Rather than chasing short-term improvements, focus on which levers drive Napier’s compounding structure.

  • Product Layer → Immediate efficiency lever

    UX and functionality optimization reduce friction in liquidity and user flow.

    → Impacts Efficiency / Retention

  • Economics Layer → Improves Investment quality

    Incentive and reward optimization aligns Builder and Curator behavior.

    → Impacts Efficiency / Resilience

  • Distribution Layer → Expands reach and network effects

    Integrations with wallets, fintechs, and apps accelerate adoption.

    → Impacts Reach / CAC Compression

  • Governance Layer → Ensures systemic stability

    Token design, fee switch, and curator evaluation enable self-balancing mechanisms.

    → Impacts Resilience / Trust


Example Initiatives

Product Layer — Improve functionality and UX

Goal: Reduce user/builder friction while enhancing efficiency, reach, and retention.

  • Liquidity efficiency improvements (e.g., AMM)

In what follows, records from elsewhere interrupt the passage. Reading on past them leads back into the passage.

//! The EdgeStore HTTP contract as seen from the client.

use async_trait::async_trait;
use edgestore_core::{
    CompleteMultipartUploadBody, ConfirmUploadBody, DeleteFileBody, EdgeStoreError, InitResponse,
    RequestUploadBody, RequestUploadPartsBody, RequestUploadPartsResult, RequestUploadResult,
    SuccessResult,
};
use serde::de::DeserializeOwned;
use serde::Serialize;

use crate::{ClientError, ClientResult};

#[async_trait]
pub trait EdgeStoreApi: Send + Sync {
    async fn request_upload(&self, body: RequestUploadBody) -> ClientResult<RequestUploadResult>;

    async fn request_upload_parts(
        &self,
        body: RequestUploadPartsBody,
    ) -> ClientResult<RequestUploadPartsResult>;

    async fn complete_multipart_upload(&self, body: CompleteMultipartUploadBody) -> ClientResult<()>;

    async fn confirm_upload(&self, body: ConfirmUploadBody) -> ClientResult<SuccessResult>;

    async fn delete_file(&self, body: DeleteFileBody) -> ClientResult<SuccessResult>;
}

/// reqwest-backed API. Cookies set by `/init` are kept in the client's jar.
#[derive(Debug, Clone)]
pub struct HttpApi {
    http: reqwest::Client,
    base_url: String,
}

impl HttpApi {
    pub fn new(base_url: impl Into<String>) -> ClientResult<Self> {
        let http = reqwest::Client::builder().cookie_store(true).build()?;
        Ok(Self::with_client(http, base_url))
    }

    /// The client should have a cookie store, or `/init` cookies are lost.
    pub fn with_client(http: reqwest::Client, base_url: impl Into<String>) -> Self {
        let base_url: String = base_url.into();
        Self {
            http,
            base_url: base_url.trim_end_matches('/').to_string(),
        }
    }

    pub fn base_url(&self) -> &str {
        &self.base_url
    }

    pub async fn init(&self) -> ClientResult<InitResponse> {
        let res = self.http.post(self.endpoint("/init")).send().await?;
        Self::decode(Self::check(res).await?).await
    }

    pub async fn health(&self) -> ClientResult<bool> {
        let res = self.http.get(self.endpoint("/health")).send().await?;
        Ok(res.status().is_success())
    }

    fn endpoint(&self, path: &str) -> String {
        format!("{}{}", self.base_url, path)
    }

    async fn post<B: Serialize + Sync>(&self, path: &str, body: &B) -> ClientResult<reqwest::Response> {
        let res = self.http.post(self.endpoint(path)).json(body).send().await?;
        Self::check(res).await
    }

    async fn post_json<B, R>(&self, path: &str, body: &B) -> ClientResult<R>
    where
        B: Serialize + Sync,
        R: DeserializeOwned,
    {
        Self::decode(self.post(path, body).await?).await
    }

    async fn decode<R: DeserializeOwned>(res: reqwest::Response) -> ClientResult<R> {
        let bytes = res.bytes().await?;
        Ok(serde_json::from_slice(&bytes)?)
    }

    // Non-2xx bodies carry `{message, code, details?}`; anything else is a bare server error.
    async fn check(res: reqwest::Response) -> ClientResult<reqwest::Response> {
        let status = res.status();
        if status.is_success() {
            return Ok(res);
        }
        let text = res.text().await.unwrap_or_default();
        let err = match serde_json::from_str::<serde_json::Value>(&text) {
            Ok(body) => EdgeStoreError::from_json(&body),
            Err(_) => EdgeStoreError::from_json(&serde_json::json!({ "message": text })),
        };
        tracing::debug!(status = status.as_u16(), code = err.code(), "edgestore request failed");
        Err(ClientError::Api(err))
    }
}

#[async_trait]
impl EdgeStoreApi for HttpApi {
    async fn request_upload(&self, body: RequestUploadBody) -> ClientResult<RequestUploadResult> {
        self.post_json("/request-upload", &body).await
    }

    async fn request_upload_parts(
        &self,
        body: RequestUploadPartsBody,
    ) -> ClientResult<RequestUploadPartsResult> {
        self.post_json("/request-upload-parts", &body).await
    }

    async fn complete_multipart_upload(&self, body: CompleteMultipartUploadBody) -> ClientResult<()> {
        self.post("/complete-multipart-upload", &body).await?;
        Ok(())
    }

    async fn confirm_upload(&self, body: ConfirmUploadBody) -> ClientResult<SuccessResult> {
        self.post_json("/confirm-upload", &body).await
    }

    async fn delete_file(&self, body: DeleteFileBody) -> ClientResult<SuccessResult> {
        self.post_json("/delete-file", &body).await
    }
}
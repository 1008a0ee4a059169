//! FIFO admission gate bounding how many transfers run at once.
//!
//! A [`Ticket`] is taken synchronously, which fixes the caller's place in the
//! queue. Tickets are admitted strictly in the order they were taken, and
//! only while fewer than `limit` permits are alive. A ticket dropped before
//! admission gives up its place without blocking the ones behind it.

use std::collections::BTreeSet;
use std::sync::Arc;

use parking_lot::Mutex;
use tokio::sync::Notify;

#[derive(Debug, Default)]
struct GateState {
    next_ticket: u64,
    next_admit: u64,
    in_flight: usize,
    abandoned: BTreeSet<u64>,
}

impl GateState {
    fn skip_abandoned(&mut self) {
        while self.abandoned.remove(&self.next_admit) {
            self.next_admit += 1;
        }
    }
}

#[derive(Debug)]
pub struct UploadGate {
    limit: Option<usize>,
    state: Mutex<GateState>,
    notify: Notify,
}

impl UploadGate {
    /// `None` means unbounded; `Some(0)` is treated as one.
    pub fn new(limit: Option<usize>) -> Arc<Self> {
        Arc::new(Self {
            limit: limit.map(|l| l.max(1)),
            state: Mutex::new(GateState::default()),
            notify: Notify::new(),
        })
    }

    pub fn limit(&self) -> Option<usize> {
        self.limit
    }

    pub fn in_flight(&self) -> usize {
        self.state.lock().in_flight
    }

    pub fn ticket(self: &Arc<Self>) -> Ticket {
        let mut state = self.state.lock();
        let id = state.next_ticket;
        state.next_ticket += 1;
        Ticket {
            gate: Arc::clone(self),
            id,
            admitted: false,
        }
    }

    fn try_admit(&self, id: u64) -> bool {
        let mut state = self.state.lock();
        state.skip_abandoned();
        let has_room = self.limit.map_or(true, |l| state.in_flight < l);
        if state.next_admit != id || !has_room {
            return false;
        }
        state.next_admit += 1;
        state.in_flight += 1;
        state.skip_abandoned();
        true
    }
}

#[derive(Debug)]
pub struct Ticket {
    gate: Arc<UploadGate>,
    id: u64,
    admitted: bool,
}

impl Ticket {
    pub fn position(&self) -> u64 {
        self.id
    }

    /// Wait for this ticket's turn and a free slot.
    pub async fn admit(mut self) -> GatePermit {
        loop {
            let notified = self.gate.notify.notified();
            tokio::pin!(notified);
            notified.as_mut().enable();

            if self.gate.try_admit(self.id) {
                self.admitted = true;
                // The next ticket may be admissible right away
                self.gate.notify.notify_waiters();
                return GatePermit {
                    gate: Arc::clone(&self.gate),
                };
            }
            notified.await;
        }
    }
}

impl Drop for Ticket {
    fn drop(&mut self) {
        if self.admitted {
            return;
        }
        {
            let mut state = self.gate.state.lock();
            state.abandoned.insert(self.id);
            state.skip_abandoned();
        }
        self.gate.notify.notify_waiters();
    }
}

/// Holds one in-flight slot until dropped.
#[derive(Debug)]
pub struct GatePermit {
    gate: Arc<UploadGate>,
}

impl Drop for GatePermit {
    fn drop(&mut self) {
        {
            let mut state = self.gate.state.lock();
            state.in_flight = state.in_flight.saturating_sub(1);
        }
        self.gate.notify.notify_waiters();
    }
}
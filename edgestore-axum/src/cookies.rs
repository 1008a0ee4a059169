//! Minimal `Cookie` / `Set-Cookie` handling for the context and provider tokens.

use std::collections::HashMap;
use std::time::Duration;

use axum::http::header::COOKIE;
use axum::http::HeaderMap;

/// All cookies on the request. Later duplicates win.
pub fn parse(headers: &HeaderMap) -> HashMap<String, String> {
    headers
        .get_all(COOKIE)
        .iter()
        .filter_map(|v| v.to_str().ok())
        .flat_map(|s| s.split(';'))
        .filter_map(|pair| {
            let (k, v) = pair.trim().split_once('=')?;
            let k = k.trim();
            (!k.is_empty()).then(|| (k.to_string(), v.trim().trim_matches('"').to_string()))
        })
        .collect()
}

pub fn get(headers: &HeaderMap, name: &str) -> Option<String> {
    parse(headers).remove(name).filter(|v| !v.is_empty())
}

#[derive(Debug, Clone)]
pub struct CookieSpec<'a> {
    pub name: &'a str,
    pub value: &'a str,
    pub max_age: Duration,
    pub http_only: bool,
    pub secure: bool,
}

impl CookieSpec<'_> {
    pub fn to_header(&self) -> String {
        let mut out = format!(
            "{}={}; Path=/; Max-Age={}; SameSite=Strict",
            self.name,
            self.value,
            self.max_age.as_secs()
        );
        if self.http_only {
            out.push_str("; HttpOnly");
        }
        if self.secure {
            out.push_str("; Secure");
        }
        out
    }
}

#[cfg(test)]
mod tests {
    use super::*;
    use axum::http::HeaderValue;

    #[test]
    fn parses_multiple_headers() {
        let mut headers = HeaderMap::new();
        headers.append(COOKIE, HeaderValue::from_static("a=1; edgestore-ctx=tok"));
        headers.append(COOKIE, HeaderValue::from_static("b=\"2\""));

        let jar = parse(&headers);
        assert_eq!(jar.get("edgestore-ctx").map(String::as_str), Some("tok"));
        assert_eq!(jar.get("b").map(String::as_str), Some("2"));
        assert_eq!(get(&headers, "missing"), None);
    }

    #[test]
    fn set_cookie_flags() {
        let header = CookieSpec {
            name: "edgestore-ctx",
            value: "v",
            max_age: Duration::from_secs(60),
            http_only: true,
            secure: false,
        }
        .to_header();
        assert_eq!(header, "edgestore-ctx=v; Path=/; Max-Age=60; SameSite=Strict; HttpOnly");
    }
}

  • Cross-Investment UX optimization (by maturity, asset, strategy, curator platform, or chain)

    → Impacts Efficiency / Retention

Economics Layer — Optimize reward and distribution structures

Goal: Align incentives to improve Investment sustainability and quality.

  • Incentive/Integration layering (Lending, Vault integrations)

  • Per-Investment optimization of Curator Fee Rate and Points Multiplier

    → Impacts Efficiency / Resilience

Distribution Layer — Expand access and connectivity

Goal: Broaden adoption and accelerate network effects.

  • Wallet / Fintech / App integrations (SDK, API)

  • External routing optimization

  • Curator platform integrations

  • Asset expansion

  • Builder-led go-to-market strategies

    → Impacts Reach / CAC Compression

Governance Layer — Optimize macro-level structure and rules

Goal: Improve systemic relationships and allocation mechanisms.

  • Napier Points adjustment, Fee Switch, Buyback Engine

  • Curator evaluation model design

    → Impacts Resilience / Institutional Trust

Summary

Napier Economics is not a checklist of actions, but a blueprint for identifying which structural levers drive which types of growth.

The four layers — Product / Economics / Distribution / Governance — function as independent growth levers while collectively forming Napier’s compounding structure.

By understanding this system, teams can align product development, economic design, partnership expansion, and governance operations under one coherent growth equation.